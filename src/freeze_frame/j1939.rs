//! J1939 freeze frame (DM04) and expanded freeze frame (DM25) iteration.
use tracing::debug;

use crate::buffer::DestinationBuffer;
use crate::config::{Config, FreezeFrameKind};
use crate::det::{ApiId, DetError, DevErrorHook};
use crate::dtc::{DtcFormat, DtcOrigin, EventId, NodeIndex};
use crate::{Error, Result};

use super::constants::PADDING;
use super::{expanded, FreezeFrameIterator, RecordContext};

/// Lifecycle of the J1939 freeze frame filter.
#[derive(Debug, Copy, Clone, Default, Eq, PartialEq)]
pub enum J1939FilterState {
    #[default]
    Unused,
    Used,
    /// All entries including the OBD Mode 02 frame were reported
    Finished,
}

#[derive(Debug, Copy, Clone)]
pub(super) struct J1939Filter {
    pub(super) state: J1939FilterState,
    kind: FreezeFrameKind,
    node: NodeIndex,
    entry: usize,
    spn: usize,
}

impl Default for J1939Filter {
    fn default() -> Self {
        Self {
            state: J1939FilterState::Unused,
            kind: FreezeFrameKind::FreezeFrame,
            node: 0,
            entry: 0,
            spn: 0,
        }
    }
}

/// A J1939 freeze frame copied into the caller's buffer.
#[derive(Debug, Copy, Clone, Eq, PartialEq)]
#[cfg_attr(feature = "serde", derive(serde::Serialize, serde::Deserialize))]
pub struct J1939FreezeFrame {
    pub dtc: u32,
    pub occurrence_counter: u8,
    /// Number of bytes written, always the configured record size
    pub length: usize,
}

/// SPN contained in the expanded freeze frame.
#[derive(Debug, Copy, Clone, Eq, PartialEq)]
#[cfg_attr(feature = "serde", derive(serde::Serialize, serde::Deserialize))]
pub struct Spn {
    pub spn: u32,
    pub data_length: u8,
}

/// Copies `data` to the start of `dest` and fills the rest with [`PADDING`].
pub(super) fn write_padded(dest: &mut [u8], data: &[u8]) -> Result<()> {
    let mut buffer = DestinationBuffer::new(dest);
    let length = data.len().min(buffer.capacity());
    buffer.write_bytes(&data[..length])?;
    let remaining = buffer.remaining();
    buffer.fill(PADDING, remaining)
}

impl FreezeFrameIterator {
    /// Starts a J1939 freeze frame filter for `node`.
    pub fn start_j1939(&mut self, kind: FreezeFrameKind, node: NodeIndex) {
        debug!("Start J1939 freeze frame filter, {:?} node {}", kind, node);
        self.j1939 = J1939Filter {
            state: J1939FilterState::Used,
            kind,
            node,
            entry: 0,
            spn: 0,
        };
    }

    pub fn j1939_state(&self) -> J1939FilterState {
        self.j1939.state
    }

    /// Copies the next matching freeze frame into `dest`. Returns `Ok(None)` once all entries were reported.
    ///
    /// On [`Error::BufferTooSmall`] and [`Error::Pending`] the filter does not advance, so the call can be repeated.
    pub fn next_j1939_freeze_frame(
        &mut self,
        ctx: &RecordContext<'_>,
        dest: &mut [u8],
    ) -> Result<Option<J1939FreezeFrame>> {
        let filter = self.j1939;
        match filter.state {
            J1939FilterState::Unused => {
                ctx.det.report(ApiId::J1939GetNextFreezeFrame, DetError::Uninit);
                return Ok(None);
            }
            J1939FilterState::Finished => return Ok(None),
            J1939FilterState::Used => {}
        }

        let size = ctx.config.j1939.record_size(filter.kind);
        while self.j1939.entry < ctx.memory.entry_count(DtcOrigin::PrimaryMemory) {
            let index = self.j1939.entry;
            if let Some((event_id, dtc)) = candidate(ctx, &filter, index) {
                if dest.len() < size {
                    return Err(Error::BufferTooSmall);
                }
                let occurrence_counter = copy_entry_frame(ctx, index, event_id, filter.kind, &mut dest[..size])?;
                self.j1939.entry += 1;
                return Ok(Some(J1939FreezeFrame {
                    dtc,
                    occurrence_counter,
                    length: size,
                }));
            }
            self.j1939.entry += 1;
        }

        if filter.kind == FreezeFrameKind::ExpandedFreezeFrame && ctx.config.capabilities.obd_on_uds {
            let frame = expanded::read_mode02_frame(ctx, size, dest)?;
            self.j1939.state = J1939FilterState::Finished;
            return Ok(frame);
        }

        self.j1939.state = J1939FilterState::Finished;
        Ok(None)
    }

    /// Returns the next SPN of the expanded freeze frame layout.
    pub fn next_spn(&mut self, config: &Config, det: &dyn DevErrorHook) -> Option<Spn> {
        if self.j1939.state == J1939FilterState::Unused {
            det.report(ApiId::J1939GetNextSpnInFreezeFrame, DetError::Uninit);
            return None;
        }
        let descriptor = config.j1939.spns.get(self.j1939.spn)?;
        self.j1939.spn += 1;
        Some(Spn {
            spn: descriptor.spn,
            data_length: descriptor.data_length,
        })
    }
}

fn candidate(ctx: &RecordContext<'_>, filter: &J1939Filter, index: usize) -> Option<(EventId, u32)> {
    let entry = ctx.memory.entry(DtcOrigin::PrimaryMemory, index)?;
    let event_id = entry.event_id;
    if !ctx.is_visible(event_id, DtcFormat::J1939) {
        return None;
    }
    let event = ctx.event(event_id)?;
    if !event.has_freeze_frame(filter.kind) || !event.j1939_nodes.contains(&filter.node) {
        return None;
    }
    entry.freeze_frame(filter.kind)?;
    Some((event_id, ctx.config.dtc(event_id, DtcFormat::J1939)?))
}

/// Copies the frame of a primary entry. Fails with [`Error::Pending`] if the entry changed during the copy, `dest` is then left untouched.
fn copy_entry_frame(
    ctx: &RecordContext<'_>,
    index: usize,
    event_id: EventId,
    kind: FreezeFrameKind,
    dest: &mut [u8],
) -> Result<u8> {
    let mut staged = vec![PADDING; dest.len()];
    let before = ctx.memory.update_state(event_id);
    let data = ctx.memory.j1939_freeze_frame(index, kind).ok_or(Error::Pending)?;
    write_padded(&mut staged, data)?;

    let occurrence_counter = ctx
        .memory
        .entry(DtcOrigin::PrimaryMemory, index)
        .filter(|entry| entry.event_id == event_id)
        .map(|entry| entry.occurrence_counter);
    let after = ctx.memory.update_state(event_id);

    match occurrence_counter {
        Some(counter) if before == after => {
            dest.copy_from_slice(&staged);
            Ok(counter)
        }
        _ => {
            debug!("Event {} modified while copying J1939 freeze frame", event_id);
            Err(Error::Pending)
        }
    }
}

#[cfg(test)]
mod tests {
    use super::*;

    #[test]
    fn frames_are_padded() {
        let mut dest = [0u8; 6];
        write_padded(&mut dest, &[0x01, 0x02, 0x03]).unwrap();
        assert_eq!(dest, [0x01, 0x02, 0x03, 0xff, 0xff, 0xff]);

        let mut dest = [0u8; 2];
        write_padded(&mut dest, &[0x01, 0x02, 0x03]).unwrap();
        assert_eq!(dest, [0x01, 0x02]);
    }
}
________
#### WHAT YOU NEED TO DO
Lines with the word "descriptor": copy each one from the data above.

#### OUTPUT OF THE EXERCISE
        let descriptor = config.j1939.spns.get(self.j1939.spn)?;
            spn: descriptor.spn,
            data_length: descriptor.data_length,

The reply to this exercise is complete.